L’autre « maison de poupée » c’est l’appartement de Joel lors de la scène où Clementine vient le voir alors qu’il écoute sa cassette. Cette troisième scène qui évoque la fin de la pièce d’Ibsen n’était possible que parce que Mary, une employée de Lacuna, a pris l’initiative d’envoyer leur dossier à tous les clients de l’entreprise. Ce dossier est un élément clé qui joue un rôle assez proche de la lettre que Krogstadt a envoyée à Torvald Helmer et qu’il n’essaie finalement pas de récupérer après que Mademoiselle Linde lui a dit : « Helmer doit tout savoir ; ce funeste secret doit être brisé ; il doit y avoir une explication entre eux, tous ces faux-fuyants et toutes ces cachoteries ne peuvent continuer »[22]. Dans la pièce d’Ibsen, Torvald Helmer apprend à ses dépens qu’il ne peut pas indéfiniment avoir une attitude infantile envers sa femme, qu’il se fait des illusions sur son rôle d’époux et sur la manière dont il perçoit Nora. Ces éléments sont présents différemment dans Eternal Sunshine, une reconnaissance est nécessaire de la part de l’homme envers la femme. Le Conte d’hiver, Maison de Poupée, No Smoking, traitent de mariages qui n’en sont pas vraiment et tournent mal. Ces œuvres interrogent sur la réalisation d’un véritable mariage où aucune des deux parties ne devrait se sentir lésée.

Certains universitaires et spectateurs considèrent que Clementine et Joel seraient condamnés à commettre les mêmes erreurs et qu’ils se remettraient ensemble seulement pour profiter des quelques instants d’insouciance que leur mémoire immaculée leur permet. Cette position est très bien résumée par David LaRocca :

Ce qui est remarquable dans la structure en ouroboros d’Eternal Sunshine of the Spotless Mind – la manière dont le couple est revenu l’un vers l’autre afin d’avoir une nouvelle chance de faire fonctionner leur relation – est qu’ils ne risquent pas seulement de répéter les mêmes erreurs mais choisissent de se remettre ensemble tout en sachant qu’ils répéteront les mêmes erreurs.[23]

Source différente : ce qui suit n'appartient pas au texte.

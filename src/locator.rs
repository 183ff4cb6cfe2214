//! Block locator codec.
//!
//! A locator is the textual form of a block identifier:
//! `<digest-hex>+<size>[+hint...]`. The digest is a 128-bit content hash
//! written as 32 hex characters, and the declared byte size is part of the
//! block's identity. Hints may trail a client-facing locator; index records
//! must never carry them.

use std::fmt;
use std::str::FromStr;

use crate::error::{Error, Result};

/// Number of bytes in a block content digest.
pub const DIGEST_SIZE: usize = 16;

const DIGEST_HEX_LEN: usize = 2 * DIGEST_SIZE;

/// A block's content identifier: digest plus declared byte size.
///
/// Two blocks with equal digests but different declared sizes are distinct
/// keys, so a digest collision across sizes cannot merge their records.
#[derive(Clone, Copy, PartialEq, Eq, Hash)]
pub struct BlockKey {
    /// Content digest.
    pub digest: [u8; DIGEST_SIZE],
    /// Declared byte size.
    pub size: u64,
}

impl fmt::Display for BlockKey {
    fn fmt(&self, f: &mut fmt::Formatter<'_>) -> fmt::Result {
        for byte in &self.digest {
            write!(f, "{:02x}", byte)?;
        }
        write!(f, "+{}", self.size)
    }
}

impl fmt::Debug for BlockKey {
    fn fmt(&self, f: &mut fmt::Formatter<'_>) -> fmt::Result {
        write!(f, "BlockKey({})", self)
    }
}

/// A parsed block locator: the key plus any trailing hint tokens.
///
/// Hints are kept opaque; they are validated for presence only.
#[derive(Debug, Clone, PartialEq, Eq)]
pub struct Locator {
    pub key: BlockKey,
    pub hints: Vec<String>,
}

impl Locator {
    pub fn has_hints(&self) -> bool {
        !self.hints.is_empty()
    }
}

impl FromStr for Locator {
    type Err = Error;

    fn from_str(s: &str) -> Result<Self> {
        let malformed = |reason: String| Error::MalformedLocator {
            input: s.to_string(),
            reason,
        };

        let mut parts = s.split('+');
        let digest_part = parts.next().unwrap_or_default();
        let Some(size_part) = parts.next() else {
            return Err(malformed("missing size".to_string()));
        };

        let Some(digest) = parse_digest(digest_part) else {
            return Err(malformed(format!(
                "digest must be {} hex characters",
                DIGEST_HEX_LEN
            )));
        };
        let size: u64 = size_part
            .parse()
            .map_err(|_| malformed(format!("invalid size {:?}", size_part)))?;

        let hints: Vec<String> = parts.map(str::to_owned).collect();
        if hints.iter().any(String::is_empty) {
            return Err(malformed("empty hint token".to_string()));
        }

        Ok(Locator {
            key: BlockKey { digest, size },
            hints,
        })
    }
}

impl fmt::Display for Locator {
    fn fmt(&self, f: &mut fmt::Formatter<'_>) -> fmt::Result {
        write!(f, "{}", self.key)?;
        for hint in &self.hints {
            write!(f, "+{}", hint)?;
        }
        Ok(())
    }
}

fn parse_digest(hex: &str) -> Option<[u8; DIGEST_SIZE]> {
    let bytes = hex.as_bytes();
    if bytes.len() != DIGEST_HEX_LEN {
        return None;
    }
    let mut digest = [0u8; DIGEST_SIZE];
    for (i, pair) in bytes.chunks(2).enumerate() {
        let hi = (pair[0] as char).to_digit(16)?;
        let lo = (pair[1] as char).to_digit(16)?;
        digest[i] = ((hi << 4) | lo) as u8;
    }
    Some(digest)
}
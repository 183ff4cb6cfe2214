//! Error types for the fleet scanner and trash coordinator.

use thiserror::Error;

/// Result type alias using our Error type
pub type Result<T> = std::result::Result<T, Error>;

/// Errors that can occur while scanning the fleet or dispatching trash.
///
/// Node-scoped variants carry the URL of the offending node so a scan
/// failure always names the node that caused it.
#[derive(Error, Debug)]
pub enum Error {
    /// HTTP client construction failed
    #[error("failed to build HTTP client: {0}")]
    Client(#[source] reqwest::Error),

    /// Directory service request or response decode failed
    #[error("directory request failed: {0}")]
    Directory(#[source] reqwest::Error),

    /// The directory returned a node of a kind the scanner cannot index
    #[error("unsupported service kind {kind:?} for node {node}")]
    UnsupportedServiceKind { node: String, kind: String },

    /// The directory returned fewer nodes than it reported available
    #[error("directory returned {received} of {available} storage nodes")]
    IncompleteDirectory { available: usize, received: usize },

    /// A textual block locator failed to parse
    #[error("malformed block locator {input:?}: {reason}")]
    MalformedLocator { input: String, reason: String },

    /// An index line was not a hint-free locator plus an mtime
    #[error("bad index line {line:?} from {node}: {reason}")]
    BadIndexLine {
        node: String,
        line: String,
        reason: String,
    },

    /// The node's status endpoint could not be reached
    #[error("node {node} unreachable: {source}")]
    NodeUnreachable {
        node: String,
        #[source]
        source: reqwest::Error,
    },

    /// The node's status endpoint answered with something other than a
    /// 200 JSON object
    #[error("node {node} unhealthy: {detail}")]
    NodeUnhealthy { node: String, detail: String },

    /// The index request failed in transport or was refused
    #[error("index request to {node} failed: {detail}")]
    IndexRequestFailed { node: String, detail: String },

    /// The index stream ended before the end-of-index marker
    #[error("index from {node} truncated at line {line}: {reason}")]
    IndexTruncated {
        node: String,
        line: u64,
        reason: String,
    },

    /// The index stream failed after the end-of-index marker instead of
    /// ending cleanly
    #[error("index from {node} had read error after EOF marker: {source}")]
    IndexTruncatedAfterEof {
        node: String,
        #[source]
        source: std::io::Error,
    },

    /// The index stream carried data after the end-of-index marker
    #[error("index from {node} had trailing data after EOF marker: {data:?}")]
    TrailingDataAfterEof { node: String, data: String },

    /// A trash request failed in transport
    #[error("trash request to {node} failed: {detail}")]
    TrashRequestFailed { node: String, detail: String },

    /// A node refused a trash batch
    #[error("trash list rejected by {node}: HTTP {status}")]
    TrashRejected { node: String, status: u16 },

    /// Internal error
    #[error("internal error: {0}")]
    Internal(String),
}
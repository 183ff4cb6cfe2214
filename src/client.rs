//! Shared authenticated HTTP client for directory and node requests.

use std::time::Duration;

use reqwest::RequestBuilder;

use crate::error::{Error, Result};

/// Configuration for the fleet HTTP client.
#[derive(Debug, Clone)]
pub struct FleetConfig {
    /// Bearer token attached to every authenticated request.
    pub api_token: String,

    /// Per-request timeout, enforced by the transport. Covers the whole
    /// request including a streamed index body.
    pub request_timeout: Duration,
}

impl Default for FleetConfig {
    fn default() -> Self {
        Self {
            api_token: String::new(),
            request_timeout: Duration::from_secs(30),
        }
    }
}

/// Authenticated HTTP client shared read-only by all concurrent tasks.
///
/// Cloning is cheap; every clone reuses the same connection pool.
#[derive(Debug, Clone)]
pub struct FleetClient {
    http: reqwest::Client,
    token: String,
}

impl FleetClient {
    pub fn new(config: FleetConfig) -> Result<Self> {
        let http = reqwest::Client::builder()
            .timeout(config.request_timeout)
            .user_agent(concat!(
                env!("CARGO_PKG_NAME"),
                "/",
                env!("CARGO_PKG_VERSION")
            ))
            .build()
            .map_err(Error::Client)?;
        Ok(Self {
            http,
            token: config.api_token,
        })
    }

    /// Plain GET, used for status probes.
    pub(crate) fn get(&self, url: &str) -> RequestBuilder {
        self.http.get(url)
    }

    /// GET with the bearer token attached.
    pub(crate) fn authed_get(&self, url: &str) -> RequestBuilder {
        self.http.get(url).bearer_auth(&self.token)
    }

    /// PUT with the bearer token attached.
    pub(crate) fn authed_put(&self, url: &str) -> RequestBuilder {
        self.http.put(url).bearer_auth(&self.token)
    }
}
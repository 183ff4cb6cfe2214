//! Fleet index scanner and trash coordinator for content-addressed block
//! storage.
//!
//! Queries every storage node in a cluster for its full block index,
//! merges the per-node inventories into a cluster-wide view with
//! replication-level statistics, and delivers per-node deletion batches,
//! aggregating partial failures.
//!
//! # Architecture
//!
//! ```text
//! directory ──▶ FleetScanner ──▶ FleetSnapshot ──▶ ReplicationHistogram
//!                   │ one fetch task per node
//!                   ▼
//!               fetcher (status probe + streamed index parse)
//!
//! trash plan ──▶ TrashDispatcher ──▶ aggregated per-node errors
//! ```
//!
//! A scan fails on the first node error rather than returning a partial
//! fleet view; trash dispatch is the opposite and attempts every batch,
//! reporting all failures together.
//!
//! # Modules
//!
//! - [`client`] - Shared authenticated HTTP client
//! - [`directory`] - Typed node-directory records and the directory seam
//! - [`error`] - Error types
//! - [`events`] - Structured observability sink
//! - [`fetcher`] - Per-node status probe and streamed index fetch
//! - [`index`] - Index line parsing and per-node inventories
//! - [`locator`] - Block locator codec
//! - [`scanner`] - Concurrent fleet scan and merge
//! - [`summary`] - Replication-level histogram
//! - [`trash`] - Concurrent trash dispatch

pub mod client;
pub mod directory;
pub mod error;
pub mod events;
pub mod fetcher;
pub mod index;
pub mod locator;
pub mod scanner;
pub mod summary;
pub mod trash;

pub use client::{FleetClient, FleetConfig};
pub use directory::{HttpDirectory, NodeAddress, NodeDirectory, NodeList, ServiceKind};
pub use error::{Error, Result};
pub use events::{CollectingSink, EventSink, NullSink, ScanEvent, TracingSink};
pub use fetcher::{fetch_index, read_index};
pub use index::{BlockRecord, NodeInventory};
pub use locator::{BlockKey, Locator};
pub use scanner::{BlockHolder, FleetScanner, FleetSnapshot};
pub use summary::{summarize, ReplicationHistogram};
pub use trash::{TrashBatch, TrashDispatcher, TrashRequest};
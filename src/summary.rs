//! Replication-level accounting.

use std::collections::BTreeMap;
use std::fmt;

use serde::Serialize;

use crate::scanner::FleetSnapshot;

/// How many distinct blocks sit at each replication level.
///
/// A block's level is the number of distinct nodes holding it, so only
/// levels of one and above ever appear. A block known elsewhere but absent
/// from every scanned node is simply not in the histogram; accounting for
/// expected-but-missing blocks belongs to the caller.
#[derive(Debug, Clone, Default, PartialEq, Eq, Serialize)]
pub struct ReplicationHistogram(BTreeMap<usize, u64>);

impl ReplicationHistogram {
    /// Number of distinct blocks at `level`.
    pub fn count_at(&self, level: usize) -> u64 {
        self.0.get(&level).copied().unwrap_or(0)
    }

    /// Iterate `(level, count)` in ascending level order.
    pub fn iter(&self) -> impl Iterator<Item = (usize, u64)> + '_ {
        self.0.iter().map(|(level, count)| (*level, *count))
    }

    pub fn is_empty(&self) -> bool {
        self.0.is_empty()
    }
}

impl fmt::Display for ReplicationHistogram {
    fn fmt(&self, f: &mut fmt::Formatter<'_>) -> fmt::Result {
        f.write_str("{")?;
        for (i, (level, count)) in self.iter().enumerate() {
            if i > 0 {
                f.write_str(", ")?;
            }
            write!(f, "{level}: {count}")?;
        }
        f.write_str("}")
    }
}

/// Reduce a snapshot's derived block map to a replication histogram.
pub fn summarize(snapshot: &FleetSnapshot) -> ReplicationHistogram {
    let mut histogram: BTreeMap<usize, u64> = BTreeMap::new();
    for holders in snapshot.block_to_nodes.values() {
        *histogram.entry(holders.len()).or_insert(0) += 1;
    }
    ReplicationHistogram(histogram)
}
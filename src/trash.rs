//! Trash dispatch: concurrent per-node deletion batches.
//!
//! Which blocks to trash is decided upstream; this module only delivers
//! the batches. Delivery is fail-soft: every sender runs to completion and
//! every per-node failure is reported, so one stalled node cannot hold up
//! deletions across the rest of the fleet.

use std::collections::HashMap;
use std::sync::Arc;

use serde::{Deserialize, Serialize};
use tokio::task::JoinSet;
use tracing::debug;

use crate::client::FleetClient;
use crate::error::Error;
use crate::events::{EventSink, NullSink, ScanEvent};

/// One block scheduled for deletion on a node.
#[derive(Debug, Clone, PartialEq, Eq, Serialize, Deserialize)]
pub struct TrashRequest {
    /// Textual locator of the block to delete.
    pub locator: String,
    /// The node-reported mtime the deletion is conditioned on.
    pub block_mtime: i64,
}

/// Ordered deletion batch for one node.
pub type TrashBatch = Vec<TrashRequest>;

/// Delivers trash batches to their target nodes.
pub struct TrashDispatcher {
    client: FleetClient,
    sink: Arc<dyn EventSink>,
}

impl TrashDispatcher {
    /// Create a dispatcher that discards events.
    pub fn new(client: FleetClient) -> Self {
        Self::with_sink(client, Arc::new(NullSink))
    }

    /// Create a dispatcher reporting through `sink`.
    pub fn with_sink(client: FleetClient, sink: Arc<dyn EventSink>) -> Self {
        Self { client, sink }
    }

    /// Send every batch to its node concurrently.
    ///
    /// Waits for all senders and returns every per-node error; an empty
    /// list means every batch was delivered.
    pub async fn dispatch(&self, batches: HashMap<String, TrashBatch>) -> Vec<Error> {
        let mut senders = JoinSet::new();
        for (url, batch) in batches {
            let client = self.client.clone();
            let sink = Arc::clone(&self.sink);
            senders
                .spawn(async move { send_trash_list(&client, sink.as_ref(), &url, &batch).await });
        }

        let mut errors = Vec::new();
        while let Some(joined) = senders.join_next().await {
            match joined {
                Ok(Ok(())) => {}
                Ok(Err(error)) => errors.push(error),
                Err(join_error) => {
                    errors.push(Error::Internal(format!("trash sender failed: {join_error}")))
                }
            }
        }
        errors
    }
}

/// Send one batch to one node's trash endpoint.
async fn send_trash_list(
    client: &FleetClient,
    sink: &dyn EventSink,
    url: &str,
    batch: &TrashBatch,
) -> crate::error::Result<()> {
    debug!(%url, blocks = batch.len(), "sending trash list");
    let endpoint = format!("{url}/trash");
    let response = client
        .authed_put(&endpoint)
        .json(batch)
        .send()
        .await
        .map_err(|e| Error::TrashRequestFailed {
            node: url.to_string(),
            detail: e.to_string(),
        })?;

    if response.status() != reqwest::StatusCode::OK {
        return Err(Error::TrashRejected {
            node: url.to_string(),
            status: response.status().as_u16(),
        });
    }

    let _ = response.bytes().await;
    sink.record(ScanEvent::TrashSent {
        node: url.to_string(),
        blocks: batch.len(),
    });
    Ok(())
}
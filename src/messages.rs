//! Congratulation lines shown next to each winner.
//!
//! Purely cosmetic: a random pick from a fixed deck of templates, composed
//! once at commit time and stored on the winner record.

use rand::Rng;

/// Compose a congratulation line for one winner.
pub fn compose(winner_name: &str, prize_name: &str) -> String {
    let options = [
        format!("¡Felicidades {winner_name}! ¡Que disfrutes tu {prize_name} estas fiestas! 🎄✨"),
        format!("¡Enhorabuena {winner_name}! ¡{prize_name} es todo tuyo! 🎁🎅"),
        format!("¡Bravo {winner_name}! La suerte navideña te ha traído: {prize_name} ❄️⭐"),
    ];

    let mut rng = rand::rng();
    options[rng.random_range(0..options.len())].clone()
}
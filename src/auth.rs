//! HTTP Basic Authentication for the operator surface

use axum::{
    body::Body,
    extract::State,
    http::{header, HeaderMap, Request, Response, StatusCode},
    middleware::Next,
    response::IntoResponse,
};
use base64::Engine;
use std::sync::Arc;

/// Authentication configuration
#[derive(Debug, Clone)]
pub struct AuthConfig {
    /// Username for the operator surface (None = auth disabled)
    pub username: Option<String>,
    /// Password for the operator surface
    pub password: Option<String>,
}

impl AuthConfig {
    /// Load auth config from environment variables.
    /// OPERATOR_USERNAME and OPERATOR_PASSWORD must both be set to enable auth
    pub fn from_env() -> Self {
        let username = std::env::var("OPERATOR_USERNAME")
            .ok()
            .map(|s| s.trim().to_string())
            .filter(|s| !s.is_empty());
        let password = std::env::var("OPERATOR_PASSWORD")
            .ok()
            .map(|s| s.trim().to_string())
            .filter(|s| !s.is_empty());

        if username.is_some() && password.is_some() {
            tracing::info!("Operator authentication enabled");
            Self { username, password }
        } else {
            if username.is_some() || password.is_some() {
                tracing::warn!(
                    "OPERATOR_USERNAME and OPERATOR_PASSWORD must both be set to enable authentication"
                );
            }
            tracing::warn!("Operator authentication DISABLED - anyone can run the raffle!");
            Self {
                username: None,
                password: None,
            }
        }
    }

    pub fn is_enabled(&self) -> bool {
        self.username.is_some() && self.password.is_some()
    }

    /// Validate credentials
    pub fn validate(&self, username: &str, password: &str) -> bool {
        match (&self.username, &self.password) {
            (Some(u), Some(p)) => {
                constant_time_eq(u.as_bytes(), username.as_bytes())
                    && constant_time_eq(p.as_bytes(), password.as_bytes())
            }
            _ => true, // Auth disabled, allow all
        }
    }
}

/// Constant-time byte comparison to prevent timing attacks
fn constant_time_eq(a: &[u8], b: &[u8]) -> bool {
    if a.len() != b.len() {
        return false;
    }
    let mut result = 0u8;
    for (x, y) in a.iter().zip(b.iter()) {
        result |= x ^ y;
    }
    result == 0
}

/// Whether the request carries valid Basic credentials for this config.
fn authorized(headers: &HeaderMap, config: &AuthConfig) -> bool {
    let Some(auth_header) = headers.get(header::AUTHORIZATION) else {
        return false;
    };
    let Ok(auth_str) = auth_header.to_str() else {
        return false;
    };
    let Some(credentials) = auth_str.strip_prefix("Basic ") else {
        return false;
    };
    let Ok(decoded) = base64::engine::general_purpose::STANDARD.decode(credentials) else {
        return false;
    };
    let Ok(decoded_str) = String::from_utf8(decoded) else {
        return false;
    };
    let Some((username, password)) = decoded_str.split_once(':') else {
        return false;
    };
    config.validate(username, password)
}

fn unauthorized_response() -> Response<Body> {
    Response::builder()
        .status(StatusCode::UNAUTHORIZED)
        .header(header::WWW_AUTHENTICATE, "Basic realm=\"Sorteo Operator\"")
        .body(Body::from("Unauthorized"))
        .unwrap()
}

/// Middleware for HTTP Basic Authentication on operator routes
pub async fn operator_auth_middleware(
    State(auth_config): State<Arc<AuthConfig>>,
    request: Request<Body>,
    next: Next,
) -> Response<Body> {
    if !auth_config.is_enabled() || authorized(request.headers(), &auth_config) {
        return next.run(request).await;
    }
    unauthorized_response()
}

fn query_param_equals(request: &Request<Body>, key: &str, expected: &str) -> bool {
    let Some(query) = request.uri().query() else {
        return false;
    };
    for pair in query.split('&') {
        let Some((k, v)) = pair.split_once('=') else {
            continue;
        };
        if k == key && v == expected {
            return true;
        }
    }
    false
}

/// Middleware to require HTTP Basic Auth for operator WebSocket connections.
///
/// This prevents clients from taking over by connecting to `/ws?role=operator`.
pub async fn operator_ws_auth_middleware(
    State(auth_config): State<Arc<AuthConfig>>,
    request: Request<Body>,
    next: Next,
) -> Response<Body> {
    let is_operator_ws =
        request.uri().path() == "/ws" && query_param_equals(&request, "role", "operator");

    if !is_operator_ws {
        return next.run(request).await;
    }

    if !auth_config.is_enabled() {
        tracing::warn!(
            "Operator WebSocket requested but operator authentication is DISABLED; set OPERATOR_USERNAME and OPERATOR_PASSWORD to prevent takeover"
        );
        return next.run(request).await;
    }

    if authorized(request.headers(), &auth_config) {
        return next.run(request).await;
    }
    unauthorized_response()
}

/// Handler to serve operator.html (used with auth middleware)
pub async fn serve_operator() -> impl IntoResponse {
    match tokio::fs::read_to_string("static/operator.html").await {
        Ok(content) => Response::builder()
            .status(StatusCode::OK)
            .header(header::CONTENT_TYPE, "text/html; charset=utf-8")
            .body(Body::from(content))
            .unwrap(),
        Err(_) => Response::builder()
            .status(StatusCode::NOT_FOUND)
            .body(Body::from("Operator page not found"))
            .unwrap(),
    }
}
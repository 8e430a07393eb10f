use super::AppState;
use crate::types::*;

/// Read-side of the winner ledger.
///
/// The only writer is the draw commit in `draw.rs`, which appends a whole
/// batch while it still holds the prize and ledger write locks; there is no
/// standalone append, and no operation deletes or mutates a record.
impl AppState {
    /// Whether a participant already appears anywhere in the ledger.
    pub async fn has_won(&self, participant_id: &str) -> bool {
        self.winners
            .read()
            .await
            .iter()
            .any(|w| w.participant.id == participant_id)
    }

    /// The full winner history, in commit order.
    pub async fn winner_history(&self) -> Vec<WinnerRecord> {
        self.winners.read().await.clone()
    }
}
use crate::types::*;
use serde::{Deserialize, Serialize};

#[derive(Debug, Clone, Serialize, Deserialize)]
#[serde(tag = "t", rename_all = "snake_case")]
pub enum ClientMessage {
    /// Upload a participant list: one raw CSV line per entry.
    AddList {
        name: String,
        raw_lines: Vec<String>,
    },
    RemoveList {
        list_id: ListId,
    },
    AddPrize {
        name: String,
        quantity: u32,
        scope: PrizeScope,
    },
    RemovePrize {
        prize_id: PrizeId,
    },
    /// Run the batch draw for a prize.
    Draw {
        prize_id: PrizeId,
    },
    /// Ask for a fresh full-state snapshot (reconnect recovery).
    GetSnapshot,
}

#[derive(Debug, Clone, Serialize, Deserialize)]
#[serde(tag = "t", rename_all = "snake_case")]
pub enum ServerMessage {
    Welcome {
        protocol: String,
        role: Role,
        snapshot: RaffleSnapshot,
        server_now: String,
    },
    Snapshot {
        snapshot: RaffleSnapshot,
    },
    ListAdded {
        list: ParticipantList,
    },
    ListRemoved {
        list_id: ListId,
    },
    PrizeAdded {
        prize: Prize,
    },
    PrizeRemoved {
        prize_id: PrizeId,
    },
    /// Broadcast to display clients the moment a draw commits; the suspense
    /// window between this and `DrawRevealed` is pure presentation.
    DrawStarted {
        prize: Prize,
    },
    /// Sent to the operator immediately with the committed batch.
    DrawResult {
        prize: Prize,
        winners: Vec<WinnerRecord>,
    },
    /// Broadcast to display clients once the suspense window elapses.
    DrawRevealed {
        prize: Prize,
        winners: Vec<WinnerRecord>,
    },
    Error {
        code: String,
        msg: String,
    },
}
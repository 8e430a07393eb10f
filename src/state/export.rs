//! Winner-history rows for the export boundary.
//!
//! The presentation layer turns these rows into downloadable files; the CSV
//! rendering lives here because its column set is part of the contract
//! (`Nombre,Premio,Lista,Fecha`), while PDF layout stays client-side.

use super::AppState;
use serde::Serialize;

/// One exportable row of the winner history, with prize and owning-list
/// names already resolved.
#[derive(Debug, Clone, Serialize)]
pub struct HistoryRow {
    pub participant: String,
    pub prize: String,
    pub list: String,
    pub drawn_at: String,
}

pub const CSV_HEADER: &str = "Nombre,Premio,Lista,Fecha";

impl AppState {
    /// Resolve the full winner history for export. Prize and owning-list
    /// names are looked up at call time; a record whose prize or list has
    /// since been removed falls back to a placeholder instead of failing.
    pub async fn history_rows(&self) -> Vec<HistoryRow> {
        let lists = self.lists.read().await;
        let prizes = self.prizes.read().await;
        let winners = self.winners.read().await;

        winners
            .iter()
            .map(|w| {
                let prize = prizes
                    .iter()
                    .find(|p| p.id == w.prize_id)
                    .map(|p| p.name.clone())
                    .unwrap_or_else(|| "Premio Misterioso".to_string());
                let list = lists
                    .iter()
                    .find(|l| l.participants.iter().any(|p| p.id == w.participant.id))
                    .map(|l| l.name.clone())
                    .unwrap_or_else(|| "—".to_string());

                HistoryRow {
                    participant: w.participant.name.clone(),
                    prize,
                    list,
                    drawn_at: w.drawn_at.clone(),
                }
            })
            .collect()
    }
}

/// Render rows as the CSV the operator downloads. Fields are double-quoted;
/// embedded quotes are doubled.
pub fn render_csv(rows: &[HistoryRow]) -> String {
    let mut out = String::from(CSV_HEADER);
    for row in rows {
        out.push('\n');
        out.push_str(&format!(
            "\"{}\",\"{}\",\"{}\",\"{}\"",
            csv_field(&row.participant),
            csv_field(&row.prize),
            csv_field(&row.list),
            csv_field(&row.drawn_at),
        ));
    }
    out
}

fn csv_field(value: &str) -> String {
    value.replace('"', "\"\"")
}
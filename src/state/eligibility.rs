use super::AppState;
use crate::types::*;
use std::collections::HashSet;

/// Participants a prize may currently draw from: everyone in scope minus
/// anyone already present in the ledger, no matter which prize they won.
///
/// Scope "all" concatenates the lists in registration order, each in upload
/// order. A scope pointing at a list that no longer exists resolves to an
/// empty pool rather than an error, so a prize whose target list was deleted
/// becomes undrawable instead of crashing the session.
///
/// Pure function of the arguments. Callers must re-resolve before every draw;
/// the result goes stale the moment the ledger grows.
pub fn eligible_pool(
    scope: &PrizeScope,
    lists: &[ParticipantList],
    winners: &[WinnerRecord],
) -> Vec<Participant> {
    let won: HashSet<&str> = winners.iter().map(|w| w.participant.id.as_str()).collect();

    let in_scope: Vec<&Participant> = match scope {
        PrizeScope::AllLists => lists.iter().flat_map(|l| l.participants.iter()).collect(),
        PrizeScope::List(id) => lists
            .iter()
            .find(|l| l.id == *id)
            .map(|l| l.participants.iter().collect())
            .unwrap_or_default(),
    };

    in_scope
        .into_iter()
        .filter(|p| !won.contains(p.id.as_str()))
        .cloned()
        .collect()
}

impl AppState {
    /// Current number of drawable participants for a scope.
    pub async fn eligible_count(&self, scope: &PrizeScope) -> usize {
        let lists = self.lists.read().await;
        let winners = self.winners.read().await;
        eligible_pool(scope, &lists, &winners).len()
    }
}
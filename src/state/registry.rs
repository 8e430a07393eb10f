use super::AppState;
use crate::types::*;

impl AppState {
    /// Ingest one uploaded list. Each non-empty raw line becomes a
    /// participant: the line is trimmed and commas are flattened to spaces.
    /// Participant ids are ULIDs, unique across the whole registry, which is
    /// what lets the ledger key exclusion by id regardless of list.
    pub async fn add_list(
        &self,
        name: String,
        raw_lines: Vec<String>,
    ) -> Result<ParticipantList, String> {
        let name = name.trim().to_string();
        if name.is_empty() {
            return Err("List name cannot be empty".to_string());
        }

        let participants: Vec<Participant> = raw_lines
            .iter()
            .filter(|line| !line.trim().is_empty())
            .map(|line| Participant {
                id: ulid::Ulid::new().to_string(),
                name: line.replace(',', " ").trim().to_string(),
            })
            .collect();

        let list = ParticipantList {
            id: ulid::Ulid::new().to_string(),
            name,
            participants,
        };

        self.lists.write().await.push(list.clone());
        tracing::info!(
            "Loaded list '{}' with {} participants",
            list.name,
            list.participants.len()
        );
        Ok(list)
    }

    /// Remove a list. Prizes still scoped to it simply stop resolving any
    /// eligible participants; they are not touched here.
    pub async fn remove_list(&self, list_id: &str) -> Result<(), String> {
        let mut lists = self.lists.write().await;
        let before = lists.len();
        lists.retain(|l| l.id != list_id);
        if lists.len() == before {
            Err("List not found".to_string())
        } else {
            Ok(())
        }
    }

    pub async fn get_lists(&self) -> Vec<ParticipantList> {
        self.lists.read().await.clone()
    }

    pub async fn get_list(&self, list_id: &str) -> Option<ParticipantList> {
        self.lists
            .read()
            .await
            .iter()
            .find(|l| l.id == list_id)
            .cloned()
    }

    /// Owning list of a participant, resolved by scanning all lists. Derived
    /// data: recomputed on every call, never cached.
    pub async fn list_name_for(&self, participant_id: &str) -> Option<String> {
        self.lists
            .read()
            .await
            .iter()
            .find(|l| l.participants.iter().any(|p| p.id == participant_id))
            .map(|l| l.name.clone())
    }
}
//! HTTP API endpoints for the winner-history export boundary.
//!
//! These feed the operator UI's download buttons; PDF layout happens
//! client-side from the same snapshot data.

use axum::{
    extract::State,
    http::{header, StatusCode},
    response::{IntoResponse, Response},
    Json,
};
use std::sync::Arc;

use crate::state::{export, AppState};
use crate::types::RaffleSnapshot;

/// Export the winner history as CSV.
///
/// GET /api/winners.csv
pub async fn export_winners_csv(State(state): State<Arc<AppState>>) -> Response {
    let rows = state.history_rows().await;
    let csv = export::render_csv(&rows);

    (
        StatusCode::OK,
        [
            (header::CONTENT_TYPE, "text/csv; charset=utf-8"),
            (
                header::CONTENT_DISPOSITION,
                "attachment; filename=\"ganadores_navidad.csv\"",
            ),
        ],
        csv,
    )
        .into_response()
}

/// Export the full session snapshot as JSON.
///
/// GET /api/state
pub async fn export_snapshot(State(state): State<Arc<AppState>>) -> Json<RaffleSnapshot> {
    Json(state.snapshot().await)
}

Ce constat semble partagé par Daniel Shaw, bien que celui-ci soit un peu plus ouvert dans sa formulation : « Joel et Clementine font tous deux preuve d’un courage remarquable en reprenant leur relation, sachant […] qu’il est probable qu’ils répètent plusieurs de leurs erreurs passées »[24]. Cette lecture relève toutefois d’une interprétation pessimiste qui correspond souvent à notre première vision du film. L’interprétation optimiste consisterait à penser qu’il n’y a pas de déterminisme et que les personnages auraient la possibilité de vivre cette fois-ci une histoire d’amour différente. Une lecture plus pertinente serait selon moi de considérer que même si le jeu des déterminismes pèse sur Joel et Clementine, leur expérience ultérieure, dont ils n’ont certes pas de souvenirs, les a néanmoins changés et leur donne la possibilité de vivre une histoire différente de la première.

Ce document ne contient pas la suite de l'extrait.